Strade e fogne? Ma no, servono balere

Claudio Pompei

Per Veltroni sarà un bel Natale, non c’è dubbio. Lo sarà un po’ meno per i cittadini delle aree più degradate della capitale che attendevano l’erogazione di 20 milioni di euro, dalla Regione al Comune, per la realizzazione di fogne, condutture d’acqua e strade, cioè di tutto ciò che viene definito «risanamento igienico-sanitario». Ma è inutile che aspettino: Marrazzo ha sì, sborsato i denari, ma per realizzare, nelle stesse zone degradate, balere e sale da musica, con il contestuale acquisto di impianti video e hi-fi. La singolare vicenda viene fuori da un’interrogazione presentata dal capogruppo della Dc al Consiglio regionale del Lazio Fabio Desideri.
Tutto ha inizio – si legge nel documento – con la finanziaria regionale del 2005. Al fine di concorrere agli oneri relativi ai progetti di risanamento igienico-sanitario e di recupero dei quartieri urbani svantaggiati del Comune di Roma, in applicazione del Protocollo d’intesa stipulato nel dicembre 2002, il Lazio ha previsto lo stanziamento di 50 milioni di euro complessivi: 20 per il 2005, 20 per il 2006 e 10 per il 2007. Soldi questi, destinati alla realizzazione dei servizi primari, come fognature, condutture d’acqua e strade, per riqualificare le aree più degradate.
La prima annualità, quella del 2005 è stata a suo tempo versata.
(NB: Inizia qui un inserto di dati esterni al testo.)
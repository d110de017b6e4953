//! Web shell: a gallery bound to a canvas, driven from JavaScript.
//!
//! The host owns the requestAnimationFrame loop and calls `frame(dt)` each
//! tick; pointer and resize events are forwarded the same way. Image pixels
//! are decoded host-side and pushed in as RGBA buffers.

use std::cell::RefCell;
use std::rc::Rc;

use wasm_bindgen::prelude::*;
use web_sys::HtmlCanvasElement;

use crate::assets::ImageData;
use crate::gallery::{CancelToken, GalleryInstance, GalleryVariant};
use crate::gpu::renderer::Renderer;
use crate::surface::TextureSlot;

#[wasm_bindgen]
pub fn init_panic_hook() {
    console_error_panic_hook::set_once();
    let _ = console_log::init_with_level(log::Level::Info);
}

struct GalleryContext {
    renderer: Renderer,
    surface: wgpu::Surface<'static>,
    config: wgpu::SurfaceConfiguration,
    gallery: GalleryInstance,
    cancel: CancelToken,
}

#[wasm_bindgen]
pub struct WasmGallery {
    inner: Rc<RefCell<GalleryContext>>,
}

/// Create a gallery bound to `canvas`. `variant` is one of "sphere", "wave",
/// "stack", "tunnel"; `image_count` fixes the layout, with pixels arriving
/// later via `push_image`.
#[wasm_bindgen]
pub async fn create_gallery(
    canvas: HtmlCanvasElement,
    variant: &str,
    image_count: usize,
) -> Result<WasmGallery, JsValue> {
    let variant = GalleryVariant::from_name(variant)
        .ok_or_else(|| JsValue::from_str(&format!("unknown variant: {}", variant)))?;
    let width = canvas.width().max(1);
    let height = canvas.height().max(1);

    let instance = wgpu::Instance::new(wgpu::InstanceDescriptor {
        backends: wgpu::Backends::BROWSER_WEBGPU | wgpu::Backends::GL,
        ..Default::default()
    });
    let surface = instance
        .create_surface(wgpu::SurfaceTarget::Canvas(canvas))
        .map_err(|e| JsValue::from_str(&format!("surface error: {:?}", e)))?;
    let adapter = instance
        .request_adapter(&wgpu::RequestAdapterOptions {
            power_preference: wgpu::PowerPreference::HighPerformance,
            compatible_surface: Some(&surface),
            force_fallback_adapter: false,
        })
        .await
        .ok_or_else(|| JsValue::from_str("no adapter found"))?;
    let (device, queue) = adapter
        .request_device(&wgpu::DeviceDescriptor::default(), None)
        .await
        .map_err(|e| JsValue::from_str(&format!("device error: {:?}", e)))?;

    let caps = surface.get_capabilities(&adapter);
    let format = caps.formats.first().copied().unwrap_or(wgpu::TextureFormat::Bgra8Unorm);
    let config = wgpu::SurfaceConfiguration {
        usage: wgpu::TextureUsages::RENDER_ATTACHMENT,
        format,
        width,
        height,
        present_mode: wgpu::PresentMode::Fifo,
        alpha_mode: caps.alpha_modes.first().copied().unwrap_or(wgpu::CompositeAlphaMode::Auto),
        view_formats: vec![],
        desired_maximum_frame_latency: 2,
    };
    surface.configure(&device, &config);

    let gallery = GalleryInstance::new(variant, image_count, width, height);
    let cancel = gallery.cancel_token();
    let renderer = Renderer::new(device, queue, format, width, height, &gallery);

    log::info!("gallery created: {} ({} images)", variant.name(), image_count);

    Ok(WasmGallery {
        inner: Rc::new(RefCell::new(GalleryContext {
            renderer,
            surface,
            config,
            gallery,
            cancel,
        })),
    })
}

#[wasm_bindgen]
impl WasmGallery {
    /// Push decoded RGBA8 pixels for one image. Returns false if the buffer
    /// does not match the dimensions.
    pub fn push_image(&self, image_index: usize, pixels: &[u8], width: u32, height: u32) -> bool {
        let mut inner = self.inner.borrow_mut();
        match ImageData::from_rgba8(width, height, pixels.to_vec()) {
            Some(data) => {
                inner.renderer.install_image(image_index, &data);
                inner.gallery.set_texture_state(image_index, TextureSlot::Ready);
                true
            }
            None => {
                log::warn!("bad pixel buffer for image {}", image_index);
                inner.gallery.set_texture_state(image_index, TextureSlot::Failed);
                false
            }
        }
    }

    /// Advance and render one frame. `dt` is seconds since the last call.
    pub fn frame(&self, dt: f32) {
        let mut inner = self.inner.borrow_mut();
        let ctx = &mut *inner;

        if !ctx.gallery.tick(dt) {
            return;
        }

        match ctx.surface.get_current_texture() {
            Ok(output) => {
                let view = output
                    .texture
                    .create_view(&wgpu::TextureViewDescriptor::default());
                ctx.renderer.render(&view, &ctx.gallery);
                output.present();
            }
            Err(wgpu::SurfaceError::Lost) => {
                ctx.surface.configure(ctx.renderer.device(), &ctx.config);
            }
            Err(wgpu::SurfaceError::OutOfMemory) => {
                log::error!("surface out of memory");
            }
            Err(e) => {
                log::warn!("surface error: {:?}", e);
            }
        }
    }

    pub fn resize(&self, width: u32, height: u32) {
        if width == 0 || height == 0 {
            return;
        }
        let mut inner = self.inner.borrow_mut();
        let ctx = &mut *inner;
        ctx.config.width = width;
        ctx.config.height = height;
        ctx.surface.configure(ctx.renderer.device(), &ctx.config);
        ctx.renderer.resize(width, height);
        ctx.gallery.resize(width, height);
    }

    pub fn pointer_down(&self, x: f32, y: f32) {
        self.inner.borrow_mut().gallery.pointer_pressed(x, y);
    }

    pub fn pointer_move(&self, x: f32, y: f32) {
        self.inner.borrow_mut().gallery.pointer_moved(x, y);
    }

    pub fn pointer_up(&self) {
        self.inner.borrow_mut().gallery.pointer_released();
    }

    pub fn pointer_leave(&self) {
        self.inner.borrow_mut().gallery.pointer_left();
    }

    /// Set a named parameter; returns false for names this variant does not
    /// expose.
    pub fn set_setting(&self, name: &str, value: f32) -> bool {
        self.inner.borrow_mut().gallery.set_setting(name, value)
    }

    /// Current settings as a JSON object (the "copy settings" payload).
    pub fn settings_json(&self) -> String {
        self.inner.borrow().gallery.settings_json()
    }

    /// Parameter descriptions (name/min/max/step/value) as a JSON array, for
    /// building the settings panel.
    pub fn settings_specs_json(&self) -> String {
        self.inner.borrow().gallery.settings().specs_json()
    }

    /// Camera coordinates for the diagnostics readout.
    pub fn camera_readout(&self) -> String {
        self.inner.borrow().gallery.camera_text()
    }

    /// Morph coefficients for the diagnostics readout; empty for variants
    /// without one.
    pub fn morph_readout(&self) -> String {
        self.inner.borrow().gallery.morph_text().unwrap_or_default()
    }

    /// Index of the highlighted surface, or -1.
    pub fn highlighted(&self) -> i32 {
        self.inner
            .borrow()
            .gallery
            .highlight()
            .map(|i| i as i32)
            .unwrap_or(-1)
    }

    /// Stop the frame loop permanently. Subsequent `frame` calls are no-ops;
    /// GPU resources are freed when the instance is garbage collected.
    pub fn dispose(&self) {
        self.inner.borrow().cancel.cancel();
    }
}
E arriviamo all’anno in corso. «Con una nota del 16 ottobre scorso (protocollo numero 2125) – spiega Desideri – il Comune ha comunicato l’elenco delle opere da realizzarsi nell’ambito dei “quartieri urbani svantaggiati” proponendo l’impegno dei fondi per la seconda annualità e precisando che – attenzione a questo passaggio – “dato il profondo degrado che interessa gli stessi si è resa sempre maggiore la necessità di intervenire favorendo la realizzazione di luoghi di incontro, di crescita culturale e favorendo, in tal modo, politiche di integrazione principalmente attente alle fasce più giovani».
La proposta del Comune non poteva, ovviamente cadere nel vuoto. Ecco perché sono stati rivisti i progetti preliminari precedentemente presentati e si è provveduto a integrarli approntando le necessarie tecnologie in grado di rendere gli spazi in questione maggiormente adeguati ai giovani. «Ma in cosa consistono le integrazioni dei progetti? Invece di costruire strade e fogne – spiega Desideri – saranno creati “spazi culturali caratterizzati da sale musica per band, sale per concerti, registrazioni, impianti multimediali e dalla installazione di impianti audio e video”».
«Secondo la nota comunale – dice, quasi incredulo, l’esponente Dc – il risultato finale sarà dato dalla nascita di una serie di centri culturali (o sociali? ndr) sparsi nella periferia in grado di offrire una risposta al degrado e al disagio di quei quartieri, offrendo nuovi stimoli. Come dire: per far la vita meno amara, balla che ti passa».
La Giunta regionale, con la delibera numero 801 del 7 novembre scorso, ha puntualmente approvato e sborsato i 20 milioni di euro. Di questi, 1 milione e 590mila euro serviranno per remunerare gli incarichi professionali dati all’esterno. «Sembra tutto poco chiaro - s’indigna Desideri -. Non credo sia opportuno prevedere dei fondi, sulla base di ben precisi protocolli d’intesa e leggi di bilancio, per realizzare degli impianti fognari e poi distrarli per costruire discoteche nelle stesse aree dove mancano, appunto, i servizi primari. Non dimentichiamo che si tratta di soldi pubblici. Viene da chiedersi: ma le casse della Regione sono veramente disastrate come lamenta l’esecutivo di centrosinistra? E poi: possibile che il Lazio sia tanto succube del Campidoglio?»